Non tutto il sindacato e non tutta la politica erano però pronti a questa responsabilità. Dopo la prova abbastanza riuscita del lodo Scotti (22 gennaio 1983, governo Fanfani), nel 1984 con il governo Craxi l’unità sindacale salta e invece dell’accordo si fa il decreto. Giunti ormai dopo lunghe trattative in prossimità della firma di un impegno tripartito, il PCI impone alla CGIL l’arresto. Si giunge così alla prima, drammatica rottura dell’unità sindacale, e giunge a termine l’abbozzo di Federazione unitaria CGIL-Cisl-Uil in una situazione in cui anche la FLM, la federazione unitaria dei lavoratori metalmeccanici, si era già fermata: la Fim aveva deciso il proprio autoscioglimento, non la Fiom.
Nel 1985 Tarantelli viene assassinato. Al referendum indetto da PCI e CGIL per abrogare il decreto vince il no e Carniti lascia la Cisl, per problemi di salute, ma forse anche perché non se la sentiva di impegnarsi personalmente nella ricostruzione di quell’unità sindacale alla cui edificazione aveva dedicato tanto impegno e che si era così brutalmente lacerata di fronte al rifiuto della componente comunista della Cgil di dare avvio alla stagione della concertazione. Nel 1987 la scala mobile viene riformata; nel 1990 Confindustria (presidente Pininfarina) disdetta la scala mobile. Il Governo Andreotti ottiene il ritiro della disdetta ma, poi, il meccanismo verrà definitivamente disdettato l’anno seguente.

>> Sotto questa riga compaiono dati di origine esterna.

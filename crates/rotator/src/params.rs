//! Batch parameters

use crate::concurrency::{clamp_concurrency, derive_concurrency};
use crate::config::{Acceleration, Config, ExistingOutput, OutputPolicy, Rotation};
use crate::resolve::OutputLayout;
use std::path::PathBuf;

/// Options for one `process_batch` call.
///
/// `concurrency` is always within [1, 16]; the constructors clamp it.
#[derive(Debug, Clone, PartialEq)]
pub struct BatchParams {
    pub rotation: Rotation,
    pub suffix: String,
    pub output_policy: OutputPolicy,
    /// Only used with [`OutputPolicy::Custom`]
    pub output_dir: Option<PathBuf>,
    pub create_dated_subdir: bool,
    pub acceleration: Acceleration,
    concurrency: usize,
    pub existing_output: ExistingOutput,
}

impl Default for BatchParams {
    fn default() -> Self {
        Self::from_config(&Config::default())
    }
}

impl BatchParams {
    pub fn new(rotation: Rotation, suffix: impl Into<String>, concurrency: u32) -> Self {
        Self {
            rotation,
            suffix: suffix.into(),
            output_policy: OutputPolicy::SameAsSource,
            output_dir: None,
            create_dated_subdir: false,
            acceleration: Acceleration::None,
            concurrency: clamp_concurrency(concurrency),
            existing_output: ExistingOutput::Overwrite,
        }
    }

    /// Build parameters from the processing section; `concurrency = 0` means auto.
    pub fn from_config(config: &Config) -> Self {
        let p = &config.processing;
        Self {
            rotation: p.rotation,
            suffix: p.suffix.clone(),
            output_policy: p.output_policy,
            output_dir: p.output_dir.clone(),
            create_dated_subdir: p.create_dated_subdir,
            acceleration: p.acceleration,
            concurrency: derive_concurrency(p.concurrency),
            existing_output: p.existing_output,
        }
    }

    pub fn concurrency(&self) -> usize {
        self.concurrency
    }

    pub fn with_concurrency(mut self, concurrency: u32) -> Self {
        self.concurrency = clamp_concurrency(concurrency);
        self
    }

    pub fn with_output_policy(mut self, policy: OutputPolicy, output_dir: Option<PathBuf>) -> Self {
        self.output_policy = policy;
        self.output_dir = output_dir;
        self
    }

    pub fn with_acceleration(mut self, acceleration: Acceleration) -> Self {
        self.acceleration = acceleration;
        self
    }

    pub fn with_existing_output(mut self, existing_output: ExistingOutput) -> Self {
        self.existing_output = existing_output;
        self
    }

    pub fn with_dated_subdir(mut self, enabled: bool) -> Self {
        self.create_dated_subdir = enabled;
        self
    }

    /// Output layout for a batch started now.
    pub fn layout(&self) -> OutputLayout {
        OutputLayout::new(
            self.suffix.clone(),
            self.output_policy,
            self.output_dir.clone(),
            self.create_dated_subdir,
        )
    }
}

3. I patti di luglio e il real wage cap
Alla disdetta fanno seguito i Patti trilaterali di luglio: quello del 1992 che accetta l’abrogazione, assume la tutela del potere d’acquisto dei salari come priorità politica del Governo (Amato) e promette a breve un nuovo modello contrattuale concertato; e soprattutto quello del 1993 (Ciampi) che un anno dopo vara effettivamente il nuovo modello contrattuale: la concertazione sociale della politica dei redditi e dell’inflazione programmata, il doppio livello contrattuale, il libro dei sogni dell’ammodernamento dell’intero sistema produttivo. La concertazione, nelle speranze di Ciampi è “un nuovo modo di governare”. Nelle sue parole, il valore dell’esperienza andrà giudicato sulla base dei risultati della terza parte del protocollo di luglio 93: un vero programma di governo, di ammodernamento dell’apparato produttivo, del sistema delle relazioni industriali e dell’intero sistema economico, che dovrebbe essere considerato dal sindacato la contropartita nello scambio politico in cui ha concesso regole di stretta moderazione della dinamica salariale, ma appare in realtà più un programma politico di medio-lungo periodo che una posta nel quadro di un patto sociale.
L’attuazione del programma, dello scambio politico win-win tra i tre contraenti, richiede almeno due presupposti politici: anzitutto l’affidabilità delle procedure di concertazione (di cui l’unità sindacale
è presupposto fondamentale) e poi un governo cosciente del ruolo della concertazione stessa come strumento di governance, di riforma, di programmazione dello sviluppo, non solo ai fini del rientro dell’inflazione ma per l’intera gestione della difficile fase in cui è entrata l’economia, chiamata a rispondere contemporaneamente su tre grandi fronti: la realizzazione del grande Mercato Unico Europeo, l’adozione della moneta unica e la globalizzazione degli scambi commerciali.
Il meccanismo dello scambio politico si incepperà su entrambi i fronti, ma immediatamente sul secondo. Nel 1994 entra infatti in politica Berlusconi e la sua caratterizzazione ideologica è semplicemente dirompente rispetto al quadro precedente. Il centrosinistra torna al governo nel 1996, dopo la breve parentesi tecnica del governo Dini, ma già nel 1998 con il Patto di Natale si tocca un limite anche sul primo fronte. È lo stesso esecutivo a richiamare infatti l’entrata nella fase della cosiddetta riforma “federalista” del Titolo V della Costituzione per affermare che la concertazione va decentrata dal livello nazionale a quello regionale: qualcosa che visibilmente stenta a decollare ancora oggi, nonostante i buoni propositi del Piano del lavoro 2013 della CGIL.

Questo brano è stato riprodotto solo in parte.